[Supplied information Boundary: Start]
use chrono::{Days, Months, NaiveDate};

use crate::config::Policy;

use super::EngineError;

/// Check a stay against the booking policy. The first failing rule wins:
/// end before start, in the past, too late, too soon, too long.
pub fn validate_stay(
    arrival: NaiveDate,
    departure: NaiveDate,
    today: NaiveDate,
    policy: &Policy,
) -> Result<(), EngineError> {
    if departure < arrival {
        return Err(EngineError::EndBeforeStart);
    }
    if arrival < today || departure < today {
        return Err(EngineError::BookingInPast);
    }
    // The eve of arrival must be strictly after today.
    let eve = arrival.checked_sub_days(Days::new(1)).unwrap_or(NaiveDate::MIN);
    if eve <= today {
        return Err(EngineError::BookingTooLate);
    }
    // Month lengths vary; chrono clamps Jan 31 + 1 month to the end of February.
    let horizon = today.checked_add_months(Months::new(1)).unwrap_or(NaiveDate::MAX);
    if arrival >= horizon {
        return Err(EngineError::BookingTooSoon);
    }
    let nights = (departure - arrival).num_days();
    if nights >= i64::from(policy.max_stay_days) {
        return Err(EngineError::MaxDaysExceeded(policy.max_stay_days));
    }
    Ok(())
}
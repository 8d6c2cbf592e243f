use chrono::NaiveDate;
use serde::{Deserialize, Serialize};
use ulid::Ulid;

/// Opaque reservation handle given to the holder.
pub type Token = Ulid;

/// Store-owned record id, assigned on first save.
pub type RecordId = u64;

#[derive(Debug, Clone, Copy, PartialEq, Eq, Hash, Serialize, Deserialize)]
pub enum ReservationStatus {
    Active,
    Cancelled,
}

/// Candidate booking as submitted by a caller.
#[derive(Debug, Clone, PartialEq, Eq)]
pub struct NewReservation {
    pub name: String,
    pub email: String,
    pub arrival: NaiveDate,
    pub departure: NaiveDate,
}

impl NewReservation {
    pub fn new(
        name: impl Into<String>,
        email: impl Into<String>,
        arrival: NaiveDate,
        departure: NaiveDate,
    ) -> Self {
        Self {
            name: name.into(),
            email: email.into(),
            arrival,
            departure,
        }
    }
}

#[derive(Debug, Clone, PartialEq, Eq, Serialize, Deserialize)]
pub struct Reservation {
    pub id: Option<RecordId>,
    pub token: Option<Token>,
    pub name: String,
    pub email: String,
    pub arrival: NaiveDate,
    pub departure: NaiveDate,
    pub status: ReservationStatus,
}

impl Reservation {
    /// Unsaved, tokenless reservation built from a candidate.
    pub fn from_candidate(candidate: NewReservation) -> Self {
        Self {
            id: None,
            token: None,
            name: candidate.name,
            email: candidate.email,
            arrival: candidate.arrival,
            departure: candidate.departure,
            status: ReservationStatus::Active,
        }
    }

    pub fn is_active(&self) -> bool {
        self.status == ReservationStatus::Active
    }
}

/// Occupancy interval of one ACTIVE reservation.
#[derive(Debug, Clone, Copy, PartialEq, Eq)]
pub struct Stay {
    pub token: Token,
    pub arrival: NaiveDate,
    pub departure: NaiveDate,
}

impl Stay {
    /// Store-side occupancy: inclusive on both ends.
    pub fn covers(&self, day: NaiveDate) -> bool {
        self.arrival <= day && day <= self.departure
    }
}

/// All ACTIVE stays, sorted by `arrival`.
#[derive(Debug, Clone, Default)]
pub struct Occupancy {
    pub stays: Vec<Stay>,
}

impl Occupancy {
    pub fn new() -> Self {
        Self::default()
    }

    /// Insert stay maintaining sort order by arrival.
    pub fn insert_stay(&mut self, stay: Stay) {
        let pos = self
            .stays
            .binary_search_by_key(&stay.arrival, |s| s.arrival)
            .unwrap_or_else(|e| e);
        self.stays.insert(pos, stay);
    }

    pub fn remove_stay(&mut self, token: Token) -> Option<Stay> {
        let pos = self.stays.iter().position(|s| s.token == token)?;
        Some(self.stays.remove(pos))
    }

    /// Number of stays covering `day`.
    /// Stays at index >= right_bound arrive after `day` and can't cover it.
    pub fn count_covering(&self, day: NaiveDate) -> u64 {
        let right_bound = self.stays.partition_point(|s| s.arrival <= day);
        self.stays[..right_bound]
            .iter()
            .filter(|s| s.covers(day))
            .count() as u64
    }

    pub fn len(&self) -> usize {
        self.stays.len()
    }

    pub fn is_empty(&self) -> bool {
        self.stays.is_empty()
    }
}

/// Journal record format.
#[derive(Debug, Clone, PartialEq, Eq, Serialize, Deserialize)]
pub enum JournalEntry {
    Saved(Reservation),
}

// ── Availability view ────────────────────────────────────────────

/// Capacity usage for one calendar day. Derived on every query, never stored.
#[derive(Debug, Clone, PartialEq, Eq, Serialize)]
#[serde(rename_all = "camelCase")]
pub struct Day {
    pub date: NaiveDate,
    pub reservations_made: u64,
    pub max_reservations: u32,
    /// Negative when a day is over capacity.
    pub available_spots: i64,
}

impl Day {
    pub fn new(date: NaiveDate, reservations_made: u64, max_reservations: u32) -> Self {
        Self {
            date,
            reservations_made,
            max_reservations,
            available_spots: i64::from(max_reservations) - reservations_made as i64,
        }
    }
}

#[derive(Debug, Clone, PartialEq, Eq, Default, Serialize)]
pub struct Calendar {
    pub days: Vec<Day>,
}
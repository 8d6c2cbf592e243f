mod calendar;
mod capacity;
mod error;
mod mutations;
mod queries;
mod rules;

pub use calendar::build_calendar;
pub use capacity::{full_days, nights};
pub use error::EngineError;
pub use rules::validate_stay;

use std::sync::Arc;
use std::time::{Duration, Instant};

use tokio::sync::{Mutex, MutexGuard};

use crate::clock::{Clock, SystemClock};
use crate::config::{Config, Policy};
use crate::store::ReservationStore;
use crate::token::{TokenSource, UlidTokens};

/// Booking coordinator. Validates, checks capacity and commits reservations
/// through a [`ReservationStore`].
pub struct Engine {
    pub(super) store: Arc<dyn ReservationStore>,
    pub(super) policy: Policy,
    pub(super) clock: Arc<dyn Clock>,
    pub(super) tokens: Arc<dyn TokenSource>,
    /// Held for the count-compare-write sequence of every admission.
    admission: Mutex<()>,
    admission_timeout: Option<Duration>,
}

impl Engine {
    pub fn new(store: Arc<dyn ReservationStore>, policy: Policy) -> Self {
        Self {
            store,
            policy,
            clock: Arc::new(SystemClock),
            tokens: Arc::new(UlidTokens::new()),
            admission: Mutex::new(()),
            admission_timeout: None,
        }
    }

    pub fn from_config(store: Arc<dyn ReservationStore>, config: &Config) -> Self {
        Self::new(store, config.policy).with_admission_timeout(config.admission_timeout)
    }

    pub fn with_clock(mut self, clock: Arc<dyn Clock>) -> Self {
        self.clock = clock;
        self
    }

    pub fn with_tokens(mut self, tokens: Arc<dyn TokenSource>) -> Self {
        self.tokens = tokens;
        self
    }

    pub fn with_admission_timeout(mut self, timeout: Option<Duration>) -> Self {
        self.admission_timeout = timeout;
        self
    }

    pub fn policy(&self) -> &Policy {
        &self.policy
    }

    pub fn store(&self) -> &Arc<dyn ReservationStore> {
        &self.store
    }

    /// Enter the admission gate, waiting at most `admission_timeout`.
    pub(super) async fn enter_admission(&self) -> Result<MutexGuard<'_, ()>, EngineError> {
        let wait_start = Instant::now();
        let guard = match self.admission_timeout {
            Some(limit) => tokio::time::timeout(limit, self.admission.lock())
                .await
                .map_err(|_| EngineError::AdmissionTimeout)?,
            None => self.admission.lock().await,
        };
        metrics::histogram!(crate::observability::ADMISSION_WAIT_SECONDS)
            .record(wait_start.elapsed().as_secs_f64());
        Ok(guard)
    }
}
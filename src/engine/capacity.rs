use chrono::NaiveDate;

use crate::store::ReservationStore;

use super::EngineError;

/// Nights a new stay consumes: `[arrival, departure)`.
/// A same-day stay still takes its arrival day.
pub fn nights(arrival: NaiveDate, departure: NaiveDate) -> impl Iterator<Item = NaiveDate> {
    let end = departure.max(arrival.succ_opt().unwrap_or(arrival));
    arrival.iter_days().take_while(move |d| *d < end)
}

/// Days of the stay whose ACTIVE count already meets `max_per_day`, in date order.
pub async fn full_days(
    store: &dyn ReservationStore,
    arrival: NaiveDate,
    departure: NaiveDate,
    max_per_day: u32,
) -> Result<Vec<NaiveDate>, EngineError> {
    let mut full = Vec::new();
    for day in nights(arrival, departure) {
        let count = store.count_overlapping(day).await?;
        if count >= u64::from(max_per_day) {
            full.push(day);
        }
    }
    Ok(full)
}

#[cfg(test)]
mod tests {
    use super::*;
    use crate::model::{Reservation, ReservationStatus};
    use crate::store::InMemoryStore;
    use ulid::Ulid;

    fn d(day: u32) -> NaiveDate {
        NaiveDate::from_ymd_opt(2030, 9, day).unwrap()
    }

    async fn seed(store: &InMemoryStore, arrival: u32, departure: u32, n: usize) {
        for _ in 0..n {
            store
                .save(Reservation {
                    id: None,
                    token: Some(Ulid::new()),
                    name: "Ian Malcolm".into(),
                    email: "ian@example.org".into(),
                    arrival: d(arrival),
                    departure: d(departure),
                    status: ReservationStatus::Active,
                })
                .await
                .unwrap();
        }
    }

    #[test]
    fn nights_exclude_departure() {
        let n: Vec<_> = nights(d(4), d(6)).collect();
        assert_eq!(n, vec![d(4), d(5)]);
    }

    #[test]
    fn same_day_stay_takes_arrival() {
        let n: Vec<_> = nights(d(4), d(4)).collect();
        assert_eq!(n, vec![d(4)]);
    }

    #[tokio::test]
    async fn empty_store_has_no_full_days() {
        let store = InMemoryStore::new();
        assert!(full_days(&store, d(4), d(6), 1).await.unwrap().is_empty());
    }

    #[tokio::test]
    async fn reports_every_full_night() {
        let store = InMemoryStore::new();
        seed(&store, 4, 6, 2).await;
        let full = full_days(&store, d(3), d(8), 2).await.unwrap();
        // Day 6 is the existing stays' departure: occupied in the store,
        // so it counts as full too.
        assert_eq!(full, vec![d(4), d(5), d(6)]);
    }

    #[tokio::test]
    async fn departure_day_of_request_is_not_checked() {
        let store = InMemoryStore::new();
        seed(&store, 6, 7, 2).await;
        // Day 6 is full, but it is the requested departure.
        assert!(full_days(&store, d(4), d(6), 2).await.unwrap().is_empty());
    }

    #[tokio::test]
    async fn below_capacity_is_free() {
        let store = InMemoryStore::new();
        seed(&store, 4, 6, 29).await;
        assert!(full_days(&store, d(4), d(6), 30).await.unwrap().is_empty());
        seed(&store, 4, 4, 1).await;
        assert_eq!(full_days(&store, d(4), d(6), 30).await.unwrap(), vec![d(4)]);
    }
}
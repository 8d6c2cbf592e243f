use std::fs::{self, File, OpenOptions};
use std::io::{self, BufReader, BufWriter, Read, Write};
use std::path::{Path, PathBuf};

use tracing::warn;

use crate::model::{JournalEntry, Reservation};

const LEN_BYTES: usize = 4;
const CRC_BYTES: usize = 4;

/// Frames claiming a larger payload are treated as damage, not allocated.
const MAX_PAYLOAD: usize = 1 << 20;

/// Append-only log of saved reservations.
///
/// Frame layout, little endian: `[u32 len][bincode JournalEntry][u32 crc32]`,
/// where `len` counts the payload only. Replay keeps the longest intact prefix
/// and cuts the file back to it, so later appends never land behind damage.
pub struct Journal {
    path: PathBuf,
    out: BufWriter<File>,
    appended: u64,
}

impl Journal {
    /// Feed every intact entry at `path` to `apply` in write order, then open
    /// the file for appending. A missing file is created empty.
    pub fn open(path: &Path, mut apply: impl FnMut(JournalEntry)) -> io::Result<Self> {
        let intact = match File::open(path) {
            Ok(file) => {
                let mut reader = BufReader::new(file);
                let mut intact = 0u64;
                while let Some((entry, size)) = read_frame(&mut reader)? {
                    apply(entry);
                    intact += size;
                }
                intact
            }
            Err(e) if e.kind() == io::ErrorKind::NotFound => 0,
            Err(e) => return Err(e),
        };

        let file = OpenOptions::new().create(true).append(true).open(path)?;
        let on_disk = file.metadata()?.len();
        if on_disk > intact {
            warn!(
                "discarding {} damaged trailing bytes of {}",
                on_disk - intact,
                path.display()
            );
            file.set_len(intact)?;
        }

        Ok(Self {
            path: path.to_path_buf(),
            out: BufWriter::new(file),
            appended: 0,
        })
    }

    /// Buffer one entry. Nothing is durable until [`Journal::sync`].
    pub fn record(&mut self, entry: &JournalEntry) -> io::Result<()> {
        write_frame(&mut self.out, entry)?;
        self.appended += 1;
        Ok(())
    }

    pub fn sync(&mut self) -> io::Result<()> {
        self.out.flush()?;
        self.out.get_ref().sync_data()
    }

    /// Entries recorded since the journal was opened or last rewritten.
    pub fn appended(&self) -> u64 {
        self.appended
    }

    /// Replace the whole log with one entry per record. The new log is
    /// written beside the old one and renamed over it once synced.
    pub fn rewrite(&mut self, records: Vec<Reservation>) -> io::Result<usize> {
        let scratch = self.path.with_extension("journal.tmp");
        let count = records.len();
        {
            let mut out = BufWriter::new(File::create(&scratch)?);
            for record in records {
                write_frame(&mut out, &JournalEntry::Saved(record))?;
            }
            out.flush()?;
            out.get_ref().sync_all()?;
        }
        fs::rename(&scratch, &self.path)?;

        let file = OpenOptions::new().append(true).open(&self.path)?;
        self.out = BufWriter::new(file);
        self.appended = 0;
        Ok(count)
    }
}

fn write_frame(out: &mut impl Write, entry: &JournalEntry) -> io::Result<()> {
    let payload = bincode::serialize(entry).map_err(io::Error::other)?;
    out.write_all(&(payload.len() as u32).to_le_bytes())?;
    out.write_all(&payload)?;
    out.write_all(&crc32fast::hash(&payload).to_le_bytes())
}

/// Next intact entry with its size on disk. `None` at end of file and at the
/// first short, oversized, corrupt or undecodable frame.
fn read_frame(reader: &mut impl Read) -> io::Result<Option<(JournalEntry, u64)>> {
    let mut len = [0u8; LEN_BYTES];
    if !fill(reader, &mut len)? {
        return Ok(None);
    }
    let len = u32::from_le_bytes(len) as usize;
    if len > MAX_PAYLOAD {
        return Ok(None);
    }

    let mut body = vec![0u8; len + CRC_BYTES];
    if !fill(reader, &mut body)? {
        return Ok(None);
    }
    let (payload, crc) = body.split_at(len);
    if crc != &crc32fast::hash(payload).to_le_bytes()[..] {
        return Ok(None);
    }

    let size = (LEN_BYTES + len + CRC_BYTES) as u64;
    Ok(bincode::deserialize(payload).ok().map(|entry| (entry, size)))
}

/// `read_exact` that reports a short read as `false`.
fn fill(reader: &mut impl Read, buf: &mut [u8]) -> io::Result<bool> {
    match reader.read_exact(buf) {
        Ok(()) => Ok(true),
        Err(e) if e.kind() == io::ErrorKind::UnexpectedEof => Ok(false),
        Err(e) => Err(e),
    }
}
use std::path::PathBuf;
use std::time::Duration;

pub const DEFAULT_MAX_RESERVATIONS_PER_DAY: u32 = 30;
pub const DEFAULT_MAX_STAY_DAYS: u32 = 8;
pub const DEFAULT_COMPACT_THRESHOLD: u64 = 1000;

/// Booking policy. Read-only after startup.
#[derive(Debug, Clone, Copy, PartialEq, Eq)]
pub struct Policy {
    /// Ceiling on ACTIVE reservations overlapping any one day.
    pub max_reservations_per_day: u32,
    /// A stay of this many nights or more is rejected.
    pub max_stay_days: u32,
}

impl Default for Policy {
    fn default() -> Self {
        Self {
            max_reservations_per_day: DEFAULT_MAX_RESERVATIONS_PER_DAY,
            max_stay_days: DEFAULT_MAX_STAY_DAYS,
        }
    }
}

#[derive(Debug, Clone, PartialEq, Eq)]
pub struct Config {
    pub policy: Policy,
    /// Journal file backing the store. `None` keeps reservations in memory only.
    pub journal_path: Option<PathBuf>,
    /// Journal appends tolerated before the compactor rewrites it.
    pub compact_threshold: u64,
    /// Bound on waiting for the admission gate. `None` waits forever.
    pub admission_timeout: Option<Duration>,
    pub metrics_port: Option<u16>,
}

impl Default for Config {
    fn default() -> Self {
        Self {
            policy: Policy::default(),
            journal_path: None,
            compact_threshold: DEFAULT_COMPACT_THRESHOLD,
            admission_timeout: None,
            metrics_port: None,
        }
    }
}

impl Config {
    pub fn from_env() -> Self {
        Self::from_lookup(|key| std::env::var(key).ok())
    }

    /// Build from an arbitrary key lookup. Unparseable values fall back to defaults.
    pub fn from_lookup(lookup: impl Fn(&str) -> Option<String>) -> Self {
        let parsed = |key: &str| lookup(key).and_then(|s| s.trim().parse::<u64>().ok());

        let policy = Policy {
            max_reservations_per_day: parsed("INNKEEP_MAX_RESERVATIONS_PER_DAY")
                .and_then(|v| u32::try_from(v).ok())
                .unwrap_or(DEFAULT_MAX_RESERVATIONS_PER_DAY),
            max_stay_days: parsed("INNKEEP_MAX_STAY_DAYS")
                .and_then(|v| u32::try_from(v).ok())
                .unwrap_or(DEFAULT_MAX_STAY_DAYS),
        };

        Self {
            policy,
            journal_path: lookup("INNKEEP_JOURNAL_PATH")
                .filter(|s| !s.is_empty())
                .map(PathBuf::from),
            compact_threshold: parsed("INNKEEP_COMPACT_THRESHOLD")
                .unwrap_or(DEFAULT_COMPACT_THRESHOLD),
            admission_timeout: parsed("INNKEEP_ADMISSION_TIMEOUT_MS").map(Duration::from_millis),
            metrics_port: parsed("INNKEEP_METRICS_PORT").and_then(|v| u16::try_from(v).ok()),
        }
    }
}
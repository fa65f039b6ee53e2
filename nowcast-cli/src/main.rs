//! Binary crate for the `nowcast` command-line tool.
//!
//! This crate focuses on:
//! - Parsing CLI arguments
//! - Interactive API key configuration
//! - Human-friendly output formatting

use clap::Parser;
use tracing_subscriber::EnvFilter;

mod cli;
mod render;

#[tokio::main(flavor = "current_thread")]
async fn main() -> anyhow::Result<()> {
    let cmd = cli::Cli::parse();
    init_tracing(cmd.verbose);
    cmd.run().await
}

/// Logs go to stderr so stdout only carries the rendered weather.
fn init_tracing(verbose: bool) {
    let default_filter = if verbose { "nowcast=debug,nowcast_core=debug" } else { "warn" };

    tracing_subscriber::fmt()
        .with_env_filter(
            EnvFilter::try_from_default_env().unwrap_or_else(|_| EnvFilter::new(default_filter)),
        )
        .with_writer(std::io::stderr)
        .with_target(false)
        .init();
}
[Supplied information Boundary: End]
**Task statement:**
The answer must consist of every line in the records above that contains the word "const".

**Task result:**
const LEN_BYTES: usize = 4;
const CRC_BYTES: usize = 4;
const MAX_PAYLOAD: usize = 1 << 20;
pub const DEFAULT_MAX_RESERVATIONS_PER_DAY: u32 = 30;
pub const DEFAULT_MAX_STAY_DAYS: u32 = 8;
pub const DEFAULT_COMPACT_THRESHOLD: u64 = 1000;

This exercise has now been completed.